■ **WHAT IS EXPECTED**
Please copy each line below that contains the string "ipfsLink".

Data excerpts
::::::::::

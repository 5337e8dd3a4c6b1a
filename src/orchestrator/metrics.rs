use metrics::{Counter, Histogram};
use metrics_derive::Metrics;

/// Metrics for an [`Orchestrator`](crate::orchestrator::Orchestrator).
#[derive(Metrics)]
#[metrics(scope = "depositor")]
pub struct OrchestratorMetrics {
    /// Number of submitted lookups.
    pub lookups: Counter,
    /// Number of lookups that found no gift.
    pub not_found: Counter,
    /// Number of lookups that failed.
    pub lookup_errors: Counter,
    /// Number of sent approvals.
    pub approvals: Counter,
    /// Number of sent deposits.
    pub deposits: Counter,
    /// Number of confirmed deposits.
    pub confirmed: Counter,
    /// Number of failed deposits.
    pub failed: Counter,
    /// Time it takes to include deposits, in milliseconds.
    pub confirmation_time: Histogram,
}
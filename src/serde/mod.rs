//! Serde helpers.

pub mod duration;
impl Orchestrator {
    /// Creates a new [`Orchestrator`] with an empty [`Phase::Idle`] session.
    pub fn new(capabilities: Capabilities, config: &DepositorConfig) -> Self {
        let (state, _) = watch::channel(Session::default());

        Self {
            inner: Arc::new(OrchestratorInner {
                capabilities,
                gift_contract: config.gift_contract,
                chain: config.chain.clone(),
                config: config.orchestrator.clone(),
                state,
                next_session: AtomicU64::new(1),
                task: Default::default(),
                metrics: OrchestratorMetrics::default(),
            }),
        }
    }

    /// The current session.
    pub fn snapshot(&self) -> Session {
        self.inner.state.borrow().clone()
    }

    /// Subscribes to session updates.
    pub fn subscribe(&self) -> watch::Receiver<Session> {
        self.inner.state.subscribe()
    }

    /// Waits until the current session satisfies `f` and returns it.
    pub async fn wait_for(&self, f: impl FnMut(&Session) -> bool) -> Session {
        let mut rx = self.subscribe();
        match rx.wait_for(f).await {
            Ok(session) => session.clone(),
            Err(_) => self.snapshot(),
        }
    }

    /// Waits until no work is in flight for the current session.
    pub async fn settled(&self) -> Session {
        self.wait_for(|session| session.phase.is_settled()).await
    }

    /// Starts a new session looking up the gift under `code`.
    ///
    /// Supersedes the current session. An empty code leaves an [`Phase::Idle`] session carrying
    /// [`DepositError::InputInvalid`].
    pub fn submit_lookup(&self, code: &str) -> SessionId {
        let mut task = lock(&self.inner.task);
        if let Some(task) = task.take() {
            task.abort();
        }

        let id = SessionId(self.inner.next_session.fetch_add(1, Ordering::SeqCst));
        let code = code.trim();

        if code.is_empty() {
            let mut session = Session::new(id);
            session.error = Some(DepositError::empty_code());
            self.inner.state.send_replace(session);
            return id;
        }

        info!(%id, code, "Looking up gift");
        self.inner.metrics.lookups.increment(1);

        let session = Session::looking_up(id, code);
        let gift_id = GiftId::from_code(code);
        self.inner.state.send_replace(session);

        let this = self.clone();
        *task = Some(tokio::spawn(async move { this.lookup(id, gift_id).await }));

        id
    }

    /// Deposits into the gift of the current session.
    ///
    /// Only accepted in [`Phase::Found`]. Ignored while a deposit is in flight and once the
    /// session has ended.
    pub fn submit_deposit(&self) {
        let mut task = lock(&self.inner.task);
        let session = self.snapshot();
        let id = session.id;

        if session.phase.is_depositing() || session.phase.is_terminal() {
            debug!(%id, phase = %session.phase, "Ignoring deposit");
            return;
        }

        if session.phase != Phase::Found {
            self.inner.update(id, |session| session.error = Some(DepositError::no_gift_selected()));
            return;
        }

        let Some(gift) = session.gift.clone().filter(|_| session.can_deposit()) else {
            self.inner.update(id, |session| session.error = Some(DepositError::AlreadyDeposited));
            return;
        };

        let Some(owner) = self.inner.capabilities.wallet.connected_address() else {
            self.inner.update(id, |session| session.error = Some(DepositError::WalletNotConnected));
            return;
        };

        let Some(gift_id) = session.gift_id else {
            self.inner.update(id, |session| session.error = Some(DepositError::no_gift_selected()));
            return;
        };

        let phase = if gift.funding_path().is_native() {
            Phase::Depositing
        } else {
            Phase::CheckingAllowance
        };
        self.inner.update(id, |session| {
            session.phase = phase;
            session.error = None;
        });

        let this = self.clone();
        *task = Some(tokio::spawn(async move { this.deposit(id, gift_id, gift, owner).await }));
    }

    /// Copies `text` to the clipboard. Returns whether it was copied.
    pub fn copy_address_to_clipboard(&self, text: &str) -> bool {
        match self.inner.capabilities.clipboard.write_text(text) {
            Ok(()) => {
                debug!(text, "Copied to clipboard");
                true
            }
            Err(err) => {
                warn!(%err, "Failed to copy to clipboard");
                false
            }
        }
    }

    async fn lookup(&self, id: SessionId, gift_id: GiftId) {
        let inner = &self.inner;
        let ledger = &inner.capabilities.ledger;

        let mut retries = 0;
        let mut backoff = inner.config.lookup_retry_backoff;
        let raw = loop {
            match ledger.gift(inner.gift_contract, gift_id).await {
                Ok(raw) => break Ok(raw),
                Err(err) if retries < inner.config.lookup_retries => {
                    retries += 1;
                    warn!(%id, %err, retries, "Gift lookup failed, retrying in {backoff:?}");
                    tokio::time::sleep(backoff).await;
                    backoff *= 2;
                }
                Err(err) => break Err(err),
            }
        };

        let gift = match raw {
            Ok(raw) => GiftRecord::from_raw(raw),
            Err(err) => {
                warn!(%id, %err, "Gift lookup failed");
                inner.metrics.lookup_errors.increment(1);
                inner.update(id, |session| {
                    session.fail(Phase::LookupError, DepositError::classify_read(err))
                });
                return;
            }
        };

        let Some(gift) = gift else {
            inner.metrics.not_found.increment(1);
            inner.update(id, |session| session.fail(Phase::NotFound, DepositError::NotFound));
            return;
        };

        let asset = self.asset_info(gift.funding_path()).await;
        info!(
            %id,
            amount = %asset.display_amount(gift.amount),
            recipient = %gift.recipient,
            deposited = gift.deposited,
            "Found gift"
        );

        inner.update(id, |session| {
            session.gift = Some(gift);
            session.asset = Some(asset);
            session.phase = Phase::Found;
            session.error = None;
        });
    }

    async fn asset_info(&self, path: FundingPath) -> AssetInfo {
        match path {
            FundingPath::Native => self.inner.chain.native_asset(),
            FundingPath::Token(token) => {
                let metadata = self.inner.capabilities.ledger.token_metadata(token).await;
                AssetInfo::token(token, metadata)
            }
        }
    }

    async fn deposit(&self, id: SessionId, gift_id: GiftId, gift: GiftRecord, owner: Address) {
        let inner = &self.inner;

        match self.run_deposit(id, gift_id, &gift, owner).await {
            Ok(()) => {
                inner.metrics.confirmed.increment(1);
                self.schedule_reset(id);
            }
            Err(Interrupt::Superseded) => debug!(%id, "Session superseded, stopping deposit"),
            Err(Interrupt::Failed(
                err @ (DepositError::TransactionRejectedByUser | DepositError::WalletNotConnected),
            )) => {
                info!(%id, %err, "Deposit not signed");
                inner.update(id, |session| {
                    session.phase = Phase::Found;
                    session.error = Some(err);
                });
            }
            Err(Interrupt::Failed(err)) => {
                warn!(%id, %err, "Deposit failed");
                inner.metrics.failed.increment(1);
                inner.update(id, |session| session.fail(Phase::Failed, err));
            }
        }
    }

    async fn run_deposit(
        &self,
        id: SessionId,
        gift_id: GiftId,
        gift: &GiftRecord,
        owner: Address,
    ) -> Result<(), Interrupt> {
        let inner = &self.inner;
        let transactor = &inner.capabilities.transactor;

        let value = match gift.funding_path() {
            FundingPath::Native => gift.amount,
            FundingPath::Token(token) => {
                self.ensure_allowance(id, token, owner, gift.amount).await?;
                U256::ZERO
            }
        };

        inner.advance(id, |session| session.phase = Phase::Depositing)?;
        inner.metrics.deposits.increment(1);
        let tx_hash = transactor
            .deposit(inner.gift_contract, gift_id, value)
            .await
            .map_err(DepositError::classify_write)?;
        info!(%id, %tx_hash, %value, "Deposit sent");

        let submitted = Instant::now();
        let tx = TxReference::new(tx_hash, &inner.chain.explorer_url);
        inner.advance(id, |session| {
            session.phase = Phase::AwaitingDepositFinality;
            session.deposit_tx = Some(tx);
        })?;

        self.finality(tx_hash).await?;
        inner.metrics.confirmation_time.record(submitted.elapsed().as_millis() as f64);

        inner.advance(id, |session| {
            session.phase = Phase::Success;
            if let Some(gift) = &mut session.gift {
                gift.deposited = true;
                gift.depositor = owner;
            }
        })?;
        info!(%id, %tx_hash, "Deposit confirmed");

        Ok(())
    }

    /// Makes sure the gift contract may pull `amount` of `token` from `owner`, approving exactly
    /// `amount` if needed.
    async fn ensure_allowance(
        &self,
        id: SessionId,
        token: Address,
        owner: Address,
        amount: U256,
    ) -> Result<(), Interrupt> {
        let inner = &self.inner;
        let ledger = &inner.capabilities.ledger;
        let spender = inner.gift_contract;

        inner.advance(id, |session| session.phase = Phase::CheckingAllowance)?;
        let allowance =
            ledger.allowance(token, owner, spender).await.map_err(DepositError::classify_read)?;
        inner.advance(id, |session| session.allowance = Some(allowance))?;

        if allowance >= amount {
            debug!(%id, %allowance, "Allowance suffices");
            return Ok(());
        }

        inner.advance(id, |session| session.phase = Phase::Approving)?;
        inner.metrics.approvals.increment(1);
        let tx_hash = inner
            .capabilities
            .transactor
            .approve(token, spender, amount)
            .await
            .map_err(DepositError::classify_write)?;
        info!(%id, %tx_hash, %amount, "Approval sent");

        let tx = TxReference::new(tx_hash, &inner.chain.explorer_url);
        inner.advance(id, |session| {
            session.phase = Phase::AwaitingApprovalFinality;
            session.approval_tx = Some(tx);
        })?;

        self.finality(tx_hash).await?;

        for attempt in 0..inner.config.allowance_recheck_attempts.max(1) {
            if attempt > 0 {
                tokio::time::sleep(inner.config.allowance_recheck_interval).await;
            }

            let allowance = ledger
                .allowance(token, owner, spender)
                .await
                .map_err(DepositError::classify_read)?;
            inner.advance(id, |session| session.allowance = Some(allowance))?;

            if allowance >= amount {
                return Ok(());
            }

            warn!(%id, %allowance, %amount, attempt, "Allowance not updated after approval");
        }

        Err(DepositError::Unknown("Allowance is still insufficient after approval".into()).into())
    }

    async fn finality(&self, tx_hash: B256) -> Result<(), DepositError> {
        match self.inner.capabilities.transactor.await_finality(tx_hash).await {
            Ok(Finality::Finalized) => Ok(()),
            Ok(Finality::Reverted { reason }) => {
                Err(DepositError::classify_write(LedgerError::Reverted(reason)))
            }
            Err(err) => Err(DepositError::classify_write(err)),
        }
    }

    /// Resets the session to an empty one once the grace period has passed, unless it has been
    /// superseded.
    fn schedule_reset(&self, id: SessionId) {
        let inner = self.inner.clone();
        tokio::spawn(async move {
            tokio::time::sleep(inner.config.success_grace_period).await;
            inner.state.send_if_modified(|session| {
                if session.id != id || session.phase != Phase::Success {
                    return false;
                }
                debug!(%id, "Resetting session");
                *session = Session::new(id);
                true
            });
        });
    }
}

::::::::::

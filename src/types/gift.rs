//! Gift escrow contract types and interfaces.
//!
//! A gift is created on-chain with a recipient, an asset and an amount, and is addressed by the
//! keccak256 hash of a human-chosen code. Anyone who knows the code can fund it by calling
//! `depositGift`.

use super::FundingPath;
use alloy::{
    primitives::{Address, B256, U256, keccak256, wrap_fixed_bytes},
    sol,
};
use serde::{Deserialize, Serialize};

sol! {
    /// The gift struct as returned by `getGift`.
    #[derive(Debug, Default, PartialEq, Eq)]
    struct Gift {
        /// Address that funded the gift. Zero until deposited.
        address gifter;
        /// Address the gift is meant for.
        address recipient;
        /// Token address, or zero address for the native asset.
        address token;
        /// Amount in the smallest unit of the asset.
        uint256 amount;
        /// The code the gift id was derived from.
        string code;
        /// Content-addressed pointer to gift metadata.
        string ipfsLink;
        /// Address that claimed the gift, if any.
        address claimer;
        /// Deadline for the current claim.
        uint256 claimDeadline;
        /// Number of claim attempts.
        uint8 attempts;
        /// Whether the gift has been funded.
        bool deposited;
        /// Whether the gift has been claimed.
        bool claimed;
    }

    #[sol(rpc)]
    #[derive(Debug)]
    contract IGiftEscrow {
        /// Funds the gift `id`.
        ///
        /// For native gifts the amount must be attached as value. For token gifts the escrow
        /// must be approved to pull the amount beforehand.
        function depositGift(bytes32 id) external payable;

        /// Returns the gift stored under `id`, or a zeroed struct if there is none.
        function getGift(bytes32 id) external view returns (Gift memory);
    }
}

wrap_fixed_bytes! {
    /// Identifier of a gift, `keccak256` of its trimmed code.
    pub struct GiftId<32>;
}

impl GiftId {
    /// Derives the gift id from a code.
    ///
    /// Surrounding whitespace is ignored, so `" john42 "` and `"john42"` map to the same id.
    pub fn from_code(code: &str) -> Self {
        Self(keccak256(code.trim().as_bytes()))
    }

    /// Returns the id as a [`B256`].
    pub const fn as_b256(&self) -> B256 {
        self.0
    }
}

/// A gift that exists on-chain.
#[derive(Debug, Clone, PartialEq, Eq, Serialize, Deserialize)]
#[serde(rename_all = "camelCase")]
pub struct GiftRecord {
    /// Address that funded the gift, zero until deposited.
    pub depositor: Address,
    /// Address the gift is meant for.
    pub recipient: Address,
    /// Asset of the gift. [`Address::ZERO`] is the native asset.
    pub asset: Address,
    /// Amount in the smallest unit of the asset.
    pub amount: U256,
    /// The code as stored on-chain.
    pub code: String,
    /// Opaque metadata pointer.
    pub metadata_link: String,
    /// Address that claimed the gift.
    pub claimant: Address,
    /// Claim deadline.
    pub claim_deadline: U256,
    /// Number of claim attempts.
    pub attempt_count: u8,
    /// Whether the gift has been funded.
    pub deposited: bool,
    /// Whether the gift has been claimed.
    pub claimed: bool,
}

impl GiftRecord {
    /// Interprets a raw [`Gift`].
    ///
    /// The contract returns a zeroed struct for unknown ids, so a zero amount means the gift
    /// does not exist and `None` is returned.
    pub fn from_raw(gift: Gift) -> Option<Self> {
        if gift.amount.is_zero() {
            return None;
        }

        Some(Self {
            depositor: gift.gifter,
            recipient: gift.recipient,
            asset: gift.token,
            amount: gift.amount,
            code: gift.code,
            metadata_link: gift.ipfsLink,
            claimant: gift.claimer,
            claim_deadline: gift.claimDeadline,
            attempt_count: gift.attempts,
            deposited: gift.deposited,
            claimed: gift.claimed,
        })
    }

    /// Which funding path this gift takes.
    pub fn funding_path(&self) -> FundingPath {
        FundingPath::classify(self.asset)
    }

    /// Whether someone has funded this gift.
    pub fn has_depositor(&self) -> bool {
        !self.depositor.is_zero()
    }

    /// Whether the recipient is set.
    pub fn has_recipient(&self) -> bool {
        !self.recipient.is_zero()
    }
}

::::::::::

■ **EXERCISE RESPONSE**
        string ipfsLink;
            metadata_link: gift.ipfsLink,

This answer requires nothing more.